Which lines of the records below contain the word "pitch"? Show each one.

▬▬▬▬▬▬▬▬▬▬

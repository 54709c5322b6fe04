//! Loosely typed records emitted by the statement-parsing collaborator,
//! and their total coercion into [`ParsedTransaction`].
//!
//! Nothing here fails: missing or malformed fields fall back to safe defaults
//! (amount 0, description "Unknown Transaction", confidence clamped to [0, 1]).

use std::sync::LazyLock;

use chrono::{DateTime, NaiveDate};
use regex::Regex;
use serde::{Deserialize, Serialize};
use serde_json::{Map, Value};

use crate::transaction::{
    Category, EntryDirection, ParsedTransaction, TransactionType, UNKNOWN_DESCRIPTION,
};

/// One parsed-statement row as received. Every field may be absent or of the wrong type.
///
/// Deserializes from any JSON object: unknown keys are ignored and `type`
/// wins over its `kind` alias when both are present.
#[derive(Debug, Clone, Default, PartialEq, Serialize, Deserialize)]
#[serde(from = "Map<String, Value>")]
pub struct RawTransaction {
    pub date: Option<Value>,
    pub description: Option<Value>,
    pub amount: Option<Value>,
    #[serde(rename = "type")]
    pub kind: Option<Value>,
    pub payee: Option<Value>,
    pub category: Option<Value>,
    pub confidence: Option<Value>,
}

impl From<Map<String, Value>> for RawTransaction {
    fn from(mut map: Map<String, Value>) -> Self {
        let mut take = |key: &str| map.remove(key).filter(|v| !v.is_null());
        let kind = take("type");
        let kind = kind.or_else(|| take("kind"));
        Self {
            date: take("date"),
            description: take("description"),
            amount: take("amount"),
            kind,
            payee: take("payee"),
            category: take("category"),
            confidence: take("confidence"),
        }
    }
}

impl RawTransaction {
    pub fn coerce(&self) -> ParsedTransaction {
        ParsedTransaction {
            date: coerce_date(self.date.as_ref()),
            description: text(self.description.as_ref())
                .unwrap_or_else(|| UNKNOWN_DESCRIPTION.to_string()),
            amount: coerce_amount(self.amount.as_ref()),
            kind: coerce_kind(self.kind.as_ref(), self.amount.as_ref()),
            category: text(self.category.as_ref()).map(|label| Category::from_label(&label)),
            payee: text(self.payee.as_ref()),
            confidence: coerce_confidence(self.confidence.as_ref()),
        }
    }
}

/// Trimmed, non-empty text from a string or number value
fn text(value: Option<&Value>) -> Option<String> {
    let s = match value? {
        Value::String(s) => s.trim().to_string(),
        Value::Number(n) => n.to_string(),
        _ => return None,
    };
    if s.is_empty() { None } else { Some(s) }
}

fn number(value: Option<&Value>) -> Option<f64> {
    let n = match value? {
        Value::Number(n) => n.as_f64()?,
        Value::String(s) => parse_amount_text(s)?,
        _ => return None,
    };
    n.is_finite().then_some(n)
}

static DIRECTION_SUFFIX_RE: LazyLock<Regex> = LazyLock::new(|| {
    Regex::new(r"(?i)(debit|credit|dr|cr)\.?$").expect("amount direction pattern")
});

/// Split a trailing Dr/Cr marker off an amount: "450.00 Dr" is ("450.00", Debit).
fn split_direction(raw: &str) -> (&str, Option<EntryDirection>) {
    let trimmed = raw.trim();
    let Some(caps) = DIRECTION_SUFFIX_RE.captures(trimmed) else {
        return (trimmed, None);
    };
    let (Some(whole), Some(marker)) = (caps.get(0), caps.get(1)) else {
        return (trimmed, None);
    };
    let head = &trimmed[..whole.start()];
    // "incr", "micro" and the like are words, not markers
    if head.ends_with(|c: char| c.is_alphabetic()) {
        return (trimmed, None);
    }
    (head.trim_end(), EntryDirection::parse(marker.as_str()))
}

/// Parse "Rs. 1,234.50", "INR 99", "₹450", "$12", "(45.00)", "450.00 Dr" and plain numbers.
/// Parenthesized values are negative. A trailing Dr/Cr marker is dropped.
pub fn parse_amount_text(raw: &str) -> Option<f64> {
    let (amount, _) = split_direction(raw);
    let lowered = amount.to_lowercase();
    let mut s = lowered
        .replace("inr", "")
        .replace("rs.", "")
        .replace("rs", "");
    s.retain(|c| !matches!(c, ',' | '₹' | '$' | '\u{a0}') && !c.is_whitespace());
    if let Some(inner) = s.strip_prefix('(').and_then(|v| v.strip_suffix(')')) {
        return inner.parse::<f64>().ok().map(|v| -v);
    }
    s.parse().ok()
}

fn coerce_amount(value: Option<&Value>) -> f64 {
    number(value).map(f64::abs).unwrap_or(0.0)
}

/// Dr/Cr marker carried on a textual amount
fn amount_direction(value: Option<&Value>) -> Option<EntryDirection> {
    match value? {
        Value::String(s) => split_direction(s).1,
        _ => None,
    }
}

/// Explicit type first, then the amount's Dr/Cr marker, then expense.
fn coerce_kind(value: Option<&Value>, amount: Option<&Value>) -> TransactionType {
    text(value)
        .and_then(|raw| TransactionType::from_loose(&raw))
        .or_else(|| amount_direction(amount).map(Into::into))
        .unwrap_or_default()
}

fn coerce_confidence(value: Option<&Value>) -> f64 {
    number(value).map(|c| c.clamp(0.0, 1.0)).unwrap_or(0.0)
}

/// Reduce a date string to its calendar day (YYYY-MM-DD).
/// Unrecognized formats are returned trimmed, unchanged.
pub fn normalize_day(raw: &str) -> String {
    let s = raw.trim();
    if let Ok(day) = NaiveDate::parse_from_str(s, "%Y-%m-%d") {
        return day.format("%Y-%m-%d").to_string();
    }
    if let Ok(ts) = DateTime::parse_from_rfc3339(s) {
        return ts.date_naive().format("%Y-%m-%d").to_string();
    }
    // "2024-03-15T10:00:00" or "2024-03-15 10:00"
    if let Some(prefix) = s.get(..10) {
        if s[10..].starts_with(['T', ' ']) {
            if let Ok(day) = NaiveDate::parse_from_str(prefix, "%Y-%m-%d") {
                return day.format("%Y-%m-%d").to_string();
            }
        }
    }
    for fmt in ["%d/%m/%Y", "%d-%m-%Y"] {
        if let Ok(day) = NaiveDate::parse_from_str(s, fmt) {
            return day.format("%Y-%m-%d").to_string();
        }
    }
    s.to_string()
}

fn coerce_date(value: Option<&Value>) -> String {
    text(value).map(|s| normalize_day(&s)).unwrap_or_default()
}

#[cfg(test)]
mod tests {
    use super::*;
    use serde_json::json;

    fn raw(value: Value) -> RawTransaction {
        serde_json::from_value(value).unwrap()
    }

    #[test]
    fn test_well_formed_record() {
        let parsed = raw(json!({
            "date": "2024-03-15",
            "description": "  UPI Payment to Zomato  ",
            "amount": 450.0,
            "type": "debit",
            "payee": "Zomato",
            "category": "Food & Dining",
            "confidence": 0.92
        }))
        .coerce();
        assert_eq!(parsed.date, "2024-03-15");
        assert_eq!(parsed.description, "UPI Payment to Zomato");
        assert_eq!(parsed.amount, 450.0);
        assert_eq!(parsed.kind, TransactionType::Expense);
        assert_eq!(parsed.category, Some(Category::FoodAndDining));
        assert_eq!(parsed.payee.as_deref(), Some("Zomato"));
        assert_eq!(parsed.confidence, 0.92);
    }

    #[test]
    fn test_missing_fields_fall_back() {
        let parsed = RawTransaction::default().coerce();
        assert_eq!(parsed.amount, 0.0);
        assert_eq!(parsed.description, UNKNOWN_DESCRIPTION);
        assert_eq!(parsed.kind, TransactionType::Expense);
        assert_eq!(parsed.confidence, 0.0);
        assert_eq!(parsed.date, "");
        assert!(parsed.category.is_none());
        assert!(parsed.payee.is_none());
    }

    #[test]
    fn test_amount_coercion() {
        let amount = |v: Value| raw(json!({ "amount": v })).coerce().amount;
        assert_eq!(amount(json!(-1250.5)), 1250.5);
        assert_eq!(amount(json!("Rs. 1,234.50")), 1234.5);
        assert_eq!(amount(json!("₹ 99")), 99.0);
        assert_eq!(amount(json!("(45.00)")), 45.0);
        assert_eq!(amount(json!("INR 2,000")), 2000.0);
        assert_eq!(amount(json!("four hundred")), 0.0);
        assert_eq!(amount(json!(true)), 0.0);
        assert_eq!(amount(json!("NaN")), 0.0);
    }

    #[test]
    fn test_confidence_is_clamped() {
        let confidence = |v: Value| raw(json!({ "confidence": v })).coerce().confidence;
        assert_eq!(confidence(json!(1.7)), 1.0);
        assert_eq!(confidence(json!(-0.2)), 0.0);
        assert_eq!(confidence(json!("0.5")), 0.5);
        assert_eq!(confidence(json!("high")), 0.0);
    }

    #[test]
    fn test_type_reconciliation() {
        let kind = |v: Value| raw(json!({ "type": v })).coerce().kind;
        assert_eq!(kind(json!("credit")), TransactionType::Income);
        assert_eq!(kind(json!("DEBIT")), TransactionType::Expense);
        assert_eq!(kind(json!("subscription")), TransactionType::Subscription);
        assert_eq!(kind(json!("refund")), TransactionType::Expense);
        assert_eq!(kind(json!(null)), TransactionType::Expense);
    }

    #[test]
    fn test_blank_description_and_numeric_payee() {
        let parsed = raw(json!({ "description": "   ", "payee": 7 })).coerce();
        assert_eq!(parsed.description, UNKNOWN_DESCRIPTION);
        assert_eq!(parsed.payee.as_deref(), Some("7"));
    }

    #[test]
    fn test_normalize_day() {
        assert_eq!(normalize_day("2024-03-15"), "2024-03-15");
        assert_eq!(normalize_day("2024-03-15T10:30:00Z"), "2024-03-15");
        assert_eq!(normalize_day("2024-03-15T10:30:00"), "2024-03-15");
        assert_eq!(normalize_day("2024-03-15 10:30"), "2024-03-15");
        assert_eq!(normalize_day("15/03/2024"), "2024-03-15");
        assert_eq!(normalize_day("15-03-2024"), "2024-03-15");
        assert_eq!(normalize_day(" yesterday "), "yesterday");
    }

    #[test]
    fn test_kind_alias_accepted() {
        let parsed = raw(json!({ "kind": "income" })).coerce();
        assert_eq!(parsed.kind, TransactionType::Income);
    }

    #[test]
    fn test_type_and_kind_together() {
        let parsed = raw(json!({ "type": "credit", "kind": "expense", "amount": 10 })).coerce();
        assert_eq!(parsed.kind, TransactionType::Income);
        let parsed = raw(json!({ "type": null, "kind": "subscription" })).coerce();
        assert_eq!(parsed.kind, TransactionType::Subscription);
        let parsed = raw(json!({ "amount": 5, "memo": "ignored" })).coerce();
        assert_eq!(parsed.amount, 5.0);
    }

    #[test]
    fn test_amount_with_direction_marker() {
        assert_eq!(parse_amount_text("450.00 Dr"), Some(450.0));
        assert_eq!(parse_amount_text("Rs 1,200.00 DR"), Some(1200.0));
        assert_eq!(parse_amount_text("450.00 CR"), Some(450.0));
        assert_eq!(parse_amount_text("99.5Cr."), Some(99.5));
        assert_eq!(parse_amount_text("2,000 debit"), Some(2000.0));
        assert_eq!(parse_amount_text("75 credit"), Some(75.0));

        let parsed = raw(json!({ "amount": "Rs 1,200.00 DR" })).coerce();
        assert_eq!(parsed.amount, 1200.0);
        assert_eq!(parsed.kind, TransactionType::Expense);
        let parsed = raw(json!({ "amount": "450.00 CR" })).coerce();
        assert_eq!(parsed.amount, 450.0);
        assert_eq!(parsed.kind, TransactionType::Income);
    }

    #[test]
    fn test_type_and_amount_marker_precedence() {
        let parsed = raw(json!({ "amount": "450.00 Cr", "type": "subscription" })).coerce();
        assert_eq!(parsed.kind, TransactionType::Subscription);
        let parsed = raw(json!({ "amount": "450.00 Cr", "type": "refund" })).coerce();
        assert_eq!(parsed.kind, TransactionType::Income);
    }
}
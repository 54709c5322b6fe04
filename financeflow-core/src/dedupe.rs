//! In-batch deduplication of parsed transactions.
//!
//! Two rows collide when date and description are equal and the amounts
//! differ by less than [`AMOUNT_EPSILON`]. The first occurrence is kept and
//! the surviving rows keep their input order.

use std::collections::HashMap;

use crate::transaction::{ParsedTransaction, Transaction};

pub const AMOUNT_EPSILON: f64 = 0.01;

/// Fields the deduplicator compares
pub trait DedupeFields {
    fn dedupe_date(&self) -> &str;
    fn dedupe_description(&self) -> &str;
    fn dedupe_amount(&self) -> f64;
}

impl DedupeFields for Transaction {
    fn dedupe_date(&self) -> &str {
        &self.date
    }

    fn dedupe_description(&self) -> &str {
        &self.description
    }

    fn dedupe_amount(&self) -> f64 {
        self.amount
    }
}

impl DedupeFields for ParsedTransaction {
    fn dedupe_date(&self) -> &str {
        &self.date
    }

    fn dedupe_description(&self) -> &str {
        &self.description
    }

    fn dedupe_amount(&self) -> f64 {
        self.amount
    }
}

/// A dropped row and the kept row it matched (both 0-based input positions)
#[derive(Debug, Clone, PartialEq)]
pub struct DuplicateRecord<T> {
    pub row: T,
    pub source_index: usize,
    pub matched_index: usize,
}

#[derive(Debug, Clone, PartialEq)]
pub struct BatchDedupeResult<T> {
    pub kept: Vec<T>,
    pub duplicates: Vec<DuplicateRecord<T>>,
}

/// Split a batch into kept rows and duplicates.
/// Candidates are compared only against rows already kept.
pub fn dedupe_batch<T: DedupeFields>(rows: Vec<T>) -> BatchDedupeResult<T> {
    let mut seen: HashMap<(String, String), Vec<(f64, usize)>> = HashMap::new();
    let mut kept = Vec::with_capacity(rows.len());
    let mut duplicates = Vec::new();

    for (source_index, row) in rows.into_iter().enumerate() {
        let key = (
            row.dedupe_date().to_string(),
            row.dedupe_description().to_string(),
        );
        let amount = row.dedupe_amount();
        let entries = seen.entry(key).or_default();

        let matched = entries
            .iter()
            .find(|(kept_amount, _)| (kept_amount - amount).abs() < AMOUNT_EPSILON)
            .map(|(_, index)| *index);

        match matched {
            Some(matched_index) => duplicates.push(DuplicateRecord {
                row,
                source_index,
                matched_index,
            }),
            None => {
                entries.push((amount, source_index));
                kept.push(row);
            }
        }
    }

    BatchDedupeResult { kept, duplicates }
}

/// Remove duplicates, keeping first occurrences in order
pub fn dedupe<T: DedupeFields>(rows: Vec<T>) -> Vec<T> {
    dedupe_batch(rows).kept
}
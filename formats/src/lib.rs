use {
    camino::Utf8Path as Path,
    image::{DynamicImage, ImageFormat},
    pixmap::{LayoutError, PixelFormat, Pixmap},
};

/// Formats enabled by [`ImageDecoder::default`].
pub const DEFAULT_FORMATS: &[ImageFormat] = &[
    ImageFormat::Png,
    ImageFormat::Jpeg,
    ImageFormat::Tiff,
    ImageFormat::Bmp,
    ImageFormat::Gif,
    ImageFormat::Tga,
];

#[derive(Debug, thiserror::Error)]
pub enum DecodeError {
    #[error(transparent)]
    Io(#[from] std::io::Error),
    #[error("unrecognised image format")]
    UnknownFormat,
    #[error("{0:?} images are not enabled")]
    Unsupported(ImageFormat),
    #[error(transparent)]
    Image(#[from] image::ImageError),
    #[error("unusable image layout")]
    Layout(#[from] LayoutError),
}

pub trait Decode {
    fn decode(&self, path: &Path) -> Result<Pixmap, DecodeError>;
}

/// Decodes image files into surfaces, for a fixed set of formats.
///
/// Built once and handed to whatever needs decoding; there is no global
/// decoder state to set up or tear down.
#[derive(Debug, Clone)]
pub struct ImageDecoder {
    formats: Vec<ImageFormat>,
}

impl ImageDecoder {
    pub fn new(formats: &[ImageFormat]) -> Self {
        Self{formats: formats.to_vec()}
    }

    pub fn supports(&self, format: ImageFormat) -> bool {
        self.formats.contains(&format)
    }
}

impl Default for ImageDecoder {
    fn default() -> Self {
        Self::new(DEFAULT_FORMATS)
    }
}

impl Decode for ImageDecoder {
    fn decode(&self, path: &Path) -> Result<Pixmap, DecodeError> {
        // content sniffing wins over the extension
        let reader = image::io::Reader::open(path)?.with_guessed_format()?;
        let format = reader.format().ok_or(DecodeError::UnknownFormat)?;
        if !self.supports(format) {return Err(DecodeError::Unsupported(format))}

        let image = reader.decode()?;
        log::debug!("{path}: {format:?}, {:?}", image.color());

        let pixmap = from_dynamic(image)?;
        log::debug!("{path}: {}x{} {:?}, pitch {}",
            pixmap.wide(), pixmap.high(), pixmap.format(), pixmap.pitch());
        Ok(pixmap)
    }
}

/// Lays a decoded image out as a surface. Images with an alpha channel become
/// [`PixelFormat::Rgba32`], everything else [`PixelFormat::Rgb24`]; grayscale,
/// 16-bit and float images are converted to 8-bit colour.
pub fn from_dynamic(image: DynamicImage) -> Result<Pixmap, LayoutError> {
    if image.color().has_alpha() {
        let rgba = image.into_rgba8();
        Pixmap::new_from_packed(PixelFormat::Rgba32, rgba.width(), rgba.height(), rgba.as_raw())
    }
    else {
        let rgb = image.into_rgb8();
        Pixmap::new_from_packed(PixelFormat::Rgb24, rgb.width(), rgb.height(), rgb.as_raw())
    }
}
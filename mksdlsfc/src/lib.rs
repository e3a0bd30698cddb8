//! Turns image files into C sources that embed the decoded pixels and hand
//! them out as an `SDL_Surface`.

pub mod codegen;
pub mod config;
pub mod convert;

pub use config::{Config, ConfigError};
pub use convert::{convert, ConvertError};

▬▬▬▬▬▬▬▬▬▬

SOLUTION TO THIS EXERCISE
        log::debug!("{path}: {}x{} {:?}, pitch {}",
            pixmap.wide(), pixmap.high(), pixmap.format(), pixmap.pitch());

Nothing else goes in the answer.